(Task inputs Opens)
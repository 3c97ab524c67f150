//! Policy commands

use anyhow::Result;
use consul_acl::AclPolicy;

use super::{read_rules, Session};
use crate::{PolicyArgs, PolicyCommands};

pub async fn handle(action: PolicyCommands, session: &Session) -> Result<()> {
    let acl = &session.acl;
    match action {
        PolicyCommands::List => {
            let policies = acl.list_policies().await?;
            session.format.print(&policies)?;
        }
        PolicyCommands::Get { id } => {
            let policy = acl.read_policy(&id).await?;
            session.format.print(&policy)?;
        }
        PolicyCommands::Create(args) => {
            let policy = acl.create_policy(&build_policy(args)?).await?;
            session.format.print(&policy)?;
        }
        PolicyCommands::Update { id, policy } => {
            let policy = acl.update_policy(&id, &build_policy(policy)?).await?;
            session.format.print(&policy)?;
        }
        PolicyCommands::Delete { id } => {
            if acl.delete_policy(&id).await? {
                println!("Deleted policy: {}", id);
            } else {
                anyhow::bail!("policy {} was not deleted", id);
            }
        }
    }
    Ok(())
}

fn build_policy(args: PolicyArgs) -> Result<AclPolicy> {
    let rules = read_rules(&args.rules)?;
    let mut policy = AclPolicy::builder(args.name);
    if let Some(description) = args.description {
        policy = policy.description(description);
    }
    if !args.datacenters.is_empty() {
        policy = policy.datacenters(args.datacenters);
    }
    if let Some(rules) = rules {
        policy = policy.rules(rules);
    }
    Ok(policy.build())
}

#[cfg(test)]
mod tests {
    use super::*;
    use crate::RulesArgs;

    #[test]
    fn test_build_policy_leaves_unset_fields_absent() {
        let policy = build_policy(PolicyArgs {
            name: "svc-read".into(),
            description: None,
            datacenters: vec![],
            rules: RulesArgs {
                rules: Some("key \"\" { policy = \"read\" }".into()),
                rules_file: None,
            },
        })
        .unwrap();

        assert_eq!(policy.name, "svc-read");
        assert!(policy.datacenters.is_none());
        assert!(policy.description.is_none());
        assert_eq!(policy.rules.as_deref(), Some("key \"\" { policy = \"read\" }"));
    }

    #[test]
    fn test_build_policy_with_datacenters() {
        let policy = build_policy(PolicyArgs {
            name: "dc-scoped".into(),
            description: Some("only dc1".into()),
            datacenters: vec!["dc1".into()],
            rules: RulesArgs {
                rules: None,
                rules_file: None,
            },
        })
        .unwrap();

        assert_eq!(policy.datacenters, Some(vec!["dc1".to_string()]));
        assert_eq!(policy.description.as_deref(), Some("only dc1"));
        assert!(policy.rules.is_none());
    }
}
(Task inputs Closes)
(Task inputs Opens)
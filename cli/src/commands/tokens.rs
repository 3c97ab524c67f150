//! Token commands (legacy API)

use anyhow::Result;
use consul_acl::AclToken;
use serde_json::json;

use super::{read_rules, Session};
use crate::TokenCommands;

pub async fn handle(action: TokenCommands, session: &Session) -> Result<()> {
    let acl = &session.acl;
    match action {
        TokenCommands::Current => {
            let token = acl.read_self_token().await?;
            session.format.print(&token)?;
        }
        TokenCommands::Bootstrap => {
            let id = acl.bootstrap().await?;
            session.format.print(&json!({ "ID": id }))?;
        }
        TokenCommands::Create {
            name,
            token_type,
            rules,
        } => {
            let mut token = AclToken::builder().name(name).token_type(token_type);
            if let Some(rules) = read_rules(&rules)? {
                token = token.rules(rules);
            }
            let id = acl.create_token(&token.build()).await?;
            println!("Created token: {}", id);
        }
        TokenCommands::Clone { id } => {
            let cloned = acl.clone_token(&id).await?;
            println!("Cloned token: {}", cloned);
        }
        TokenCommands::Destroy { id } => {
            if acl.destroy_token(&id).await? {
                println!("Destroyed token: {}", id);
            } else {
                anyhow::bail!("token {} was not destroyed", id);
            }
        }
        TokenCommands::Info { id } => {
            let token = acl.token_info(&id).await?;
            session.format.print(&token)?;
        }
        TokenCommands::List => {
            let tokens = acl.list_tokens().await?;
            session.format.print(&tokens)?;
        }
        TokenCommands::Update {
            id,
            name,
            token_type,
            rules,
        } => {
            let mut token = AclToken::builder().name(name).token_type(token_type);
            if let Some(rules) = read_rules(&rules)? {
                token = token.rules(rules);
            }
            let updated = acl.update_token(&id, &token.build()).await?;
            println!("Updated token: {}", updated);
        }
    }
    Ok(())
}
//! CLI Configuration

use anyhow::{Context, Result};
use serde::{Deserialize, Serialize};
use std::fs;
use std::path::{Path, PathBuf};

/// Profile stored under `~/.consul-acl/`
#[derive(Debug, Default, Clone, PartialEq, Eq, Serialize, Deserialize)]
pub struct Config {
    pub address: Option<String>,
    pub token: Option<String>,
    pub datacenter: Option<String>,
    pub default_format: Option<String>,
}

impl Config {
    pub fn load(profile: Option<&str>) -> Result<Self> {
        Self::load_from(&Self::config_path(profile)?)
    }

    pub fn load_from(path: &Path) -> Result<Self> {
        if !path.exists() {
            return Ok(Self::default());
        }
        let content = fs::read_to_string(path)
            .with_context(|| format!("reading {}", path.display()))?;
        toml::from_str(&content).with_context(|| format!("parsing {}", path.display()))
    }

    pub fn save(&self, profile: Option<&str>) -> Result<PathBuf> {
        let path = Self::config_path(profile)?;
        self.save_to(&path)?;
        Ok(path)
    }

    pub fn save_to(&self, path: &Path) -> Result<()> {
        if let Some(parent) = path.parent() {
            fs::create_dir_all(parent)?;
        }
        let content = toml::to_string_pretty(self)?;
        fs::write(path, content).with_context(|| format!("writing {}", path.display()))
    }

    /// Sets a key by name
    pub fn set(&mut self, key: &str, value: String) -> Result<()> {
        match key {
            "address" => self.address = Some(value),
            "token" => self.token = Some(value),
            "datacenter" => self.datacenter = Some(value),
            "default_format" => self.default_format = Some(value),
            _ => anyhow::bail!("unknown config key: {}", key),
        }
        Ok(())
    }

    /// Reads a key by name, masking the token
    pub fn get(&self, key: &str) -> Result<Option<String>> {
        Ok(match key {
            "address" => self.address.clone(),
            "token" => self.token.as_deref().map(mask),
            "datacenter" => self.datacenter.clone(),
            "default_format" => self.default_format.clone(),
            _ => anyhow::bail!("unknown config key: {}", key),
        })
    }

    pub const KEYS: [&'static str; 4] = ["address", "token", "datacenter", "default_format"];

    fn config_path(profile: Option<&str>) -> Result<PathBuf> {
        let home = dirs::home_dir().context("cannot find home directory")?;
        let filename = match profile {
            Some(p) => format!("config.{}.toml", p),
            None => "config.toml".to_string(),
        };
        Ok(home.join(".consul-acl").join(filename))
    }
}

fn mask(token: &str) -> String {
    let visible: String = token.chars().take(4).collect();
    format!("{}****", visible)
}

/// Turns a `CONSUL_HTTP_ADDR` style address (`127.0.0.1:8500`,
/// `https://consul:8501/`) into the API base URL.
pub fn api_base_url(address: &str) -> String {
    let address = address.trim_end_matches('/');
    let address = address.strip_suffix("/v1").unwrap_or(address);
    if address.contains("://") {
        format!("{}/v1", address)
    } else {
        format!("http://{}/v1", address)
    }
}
(Task inputs Closes)
(Task inputs Opens)
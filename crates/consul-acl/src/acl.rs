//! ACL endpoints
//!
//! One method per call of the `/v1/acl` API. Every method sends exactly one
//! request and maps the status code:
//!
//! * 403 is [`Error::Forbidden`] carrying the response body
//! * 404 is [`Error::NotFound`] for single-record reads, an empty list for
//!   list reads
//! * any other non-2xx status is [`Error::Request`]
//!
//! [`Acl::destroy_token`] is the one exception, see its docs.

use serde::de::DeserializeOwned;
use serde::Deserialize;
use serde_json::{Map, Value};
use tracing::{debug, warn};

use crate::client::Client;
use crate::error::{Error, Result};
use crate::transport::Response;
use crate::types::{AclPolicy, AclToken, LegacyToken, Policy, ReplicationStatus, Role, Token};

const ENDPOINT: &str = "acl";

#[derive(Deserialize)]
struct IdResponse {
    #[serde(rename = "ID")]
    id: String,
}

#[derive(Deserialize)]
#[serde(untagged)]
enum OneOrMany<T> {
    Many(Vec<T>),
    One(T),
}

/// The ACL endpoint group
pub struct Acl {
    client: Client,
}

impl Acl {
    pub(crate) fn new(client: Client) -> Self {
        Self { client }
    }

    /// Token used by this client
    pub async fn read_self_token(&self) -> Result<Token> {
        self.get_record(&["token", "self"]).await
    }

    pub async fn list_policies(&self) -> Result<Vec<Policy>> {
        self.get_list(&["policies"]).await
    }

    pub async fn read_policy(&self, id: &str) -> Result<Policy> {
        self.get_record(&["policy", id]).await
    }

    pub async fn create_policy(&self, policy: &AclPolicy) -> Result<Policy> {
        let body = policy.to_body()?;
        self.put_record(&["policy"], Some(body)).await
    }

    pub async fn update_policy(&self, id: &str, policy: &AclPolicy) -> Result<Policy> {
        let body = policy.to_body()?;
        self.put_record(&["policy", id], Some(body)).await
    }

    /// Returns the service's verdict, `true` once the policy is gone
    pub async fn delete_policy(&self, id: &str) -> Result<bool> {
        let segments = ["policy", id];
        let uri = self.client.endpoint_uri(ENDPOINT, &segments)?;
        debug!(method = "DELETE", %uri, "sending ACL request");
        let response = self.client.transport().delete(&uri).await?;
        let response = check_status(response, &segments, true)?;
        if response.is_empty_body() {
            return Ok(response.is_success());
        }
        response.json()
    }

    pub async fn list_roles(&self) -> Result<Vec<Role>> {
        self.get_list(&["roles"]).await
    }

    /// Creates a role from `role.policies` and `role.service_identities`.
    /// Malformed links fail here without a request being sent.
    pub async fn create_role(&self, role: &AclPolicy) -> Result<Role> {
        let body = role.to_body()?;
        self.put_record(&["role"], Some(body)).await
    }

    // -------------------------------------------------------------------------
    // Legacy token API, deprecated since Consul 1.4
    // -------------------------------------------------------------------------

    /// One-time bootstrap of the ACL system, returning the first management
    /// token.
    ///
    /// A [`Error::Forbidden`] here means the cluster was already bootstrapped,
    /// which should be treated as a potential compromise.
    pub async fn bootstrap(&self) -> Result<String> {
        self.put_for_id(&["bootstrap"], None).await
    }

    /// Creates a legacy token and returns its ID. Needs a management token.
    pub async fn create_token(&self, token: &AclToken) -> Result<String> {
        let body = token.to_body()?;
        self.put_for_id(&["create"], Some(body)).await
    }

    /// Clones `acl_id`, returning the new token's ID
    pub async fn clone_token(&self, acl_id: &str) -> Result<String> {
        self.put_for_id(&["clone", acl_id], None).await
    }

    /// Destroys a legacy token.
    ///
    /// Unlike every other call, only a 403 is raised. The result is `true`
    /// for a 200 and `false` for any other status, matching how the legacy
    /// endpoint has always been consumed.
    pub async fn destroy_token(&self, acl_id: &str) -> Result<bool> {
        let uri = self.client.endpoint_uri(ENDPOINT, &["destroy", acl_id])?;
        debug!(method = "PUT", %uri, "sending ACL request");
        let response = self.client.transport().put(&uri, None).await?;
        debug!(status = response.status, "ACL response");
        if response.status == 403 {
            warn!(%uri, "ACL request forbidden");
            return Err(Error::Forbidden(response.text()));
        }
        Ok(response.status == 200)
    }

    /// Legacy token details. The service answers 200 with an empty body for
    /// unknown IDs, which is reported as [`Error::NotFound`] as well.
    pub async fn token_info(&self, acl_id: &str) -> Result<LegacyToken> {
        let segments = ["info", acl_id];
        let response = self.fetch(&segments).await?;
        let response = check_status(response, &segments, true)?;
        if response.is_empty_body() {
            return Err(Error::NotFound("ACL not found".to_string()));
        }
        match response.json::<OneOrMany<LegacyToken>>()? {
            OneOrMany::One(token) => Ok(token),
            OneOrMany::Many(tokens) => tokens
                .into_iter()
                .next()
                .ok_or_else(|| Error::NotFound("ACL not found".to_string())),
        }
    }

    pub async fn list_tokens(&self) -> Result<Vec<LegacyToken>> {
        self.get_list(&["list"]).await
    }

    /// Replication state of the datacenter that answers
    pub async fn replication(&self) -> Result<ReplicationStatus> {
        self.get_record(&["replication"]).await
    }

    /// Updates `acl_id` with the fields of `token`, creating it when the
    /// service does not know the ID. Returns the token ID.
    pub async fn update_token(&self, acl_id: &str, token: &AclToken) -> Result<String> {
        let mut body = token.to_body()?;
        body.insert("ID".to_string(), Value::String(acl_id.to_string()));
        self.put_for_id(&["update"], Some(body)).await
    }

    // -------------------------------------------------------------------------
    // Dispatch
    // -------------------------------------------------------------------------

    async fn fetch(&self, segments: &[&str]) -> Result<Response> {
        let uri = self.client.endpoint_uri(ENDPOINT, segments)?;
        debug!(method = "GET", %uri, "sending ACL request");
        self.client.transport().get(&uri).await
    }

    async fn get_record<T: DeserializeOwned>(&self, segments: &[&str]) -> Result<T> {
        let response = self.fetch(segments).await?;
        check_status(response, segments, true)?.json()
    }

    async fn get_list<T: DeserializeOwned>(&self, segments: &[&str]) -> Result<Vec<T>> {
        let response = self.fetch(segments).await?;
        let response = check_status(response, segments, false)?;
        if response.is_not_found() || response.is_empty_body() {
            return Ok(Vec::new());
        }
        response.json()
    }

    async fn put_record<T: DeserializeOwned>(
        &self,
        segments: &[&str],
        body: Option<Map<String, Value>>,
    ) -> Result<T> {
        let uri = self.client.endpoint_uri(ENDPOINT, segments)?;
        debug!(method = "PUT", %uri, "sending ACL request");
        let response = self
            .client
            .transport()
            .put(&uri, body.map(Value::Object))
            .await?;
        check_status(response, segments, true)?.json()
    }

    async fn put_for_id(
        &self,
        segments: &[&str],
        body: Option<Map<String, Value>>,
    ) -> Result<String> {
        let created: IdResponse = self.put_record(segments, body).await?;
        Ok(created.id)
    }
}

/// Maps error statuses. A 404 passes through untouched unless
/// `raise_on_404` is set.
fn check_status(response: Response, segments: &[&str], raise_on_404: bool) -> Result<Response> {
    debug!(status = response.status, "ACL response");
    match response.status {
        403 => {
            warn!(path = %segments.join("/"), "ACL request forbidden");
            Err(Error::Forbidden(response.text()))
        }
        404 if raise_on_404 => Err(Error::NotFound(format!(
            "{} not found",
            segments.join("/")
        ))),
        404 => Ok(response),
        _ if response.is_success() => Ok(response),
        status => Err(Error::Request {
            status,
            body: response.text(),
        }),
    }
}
(Task inputs Closes)
What you need to do:
Would you copy every line of the entries that includes the word "filename"?

Task answer:
filename cli/src/commands/tokens.rs
        let filename = match profile {
        Ok(home.join(".consul-acl").join(filename))
filename crates/consul-acl/src/acl.rs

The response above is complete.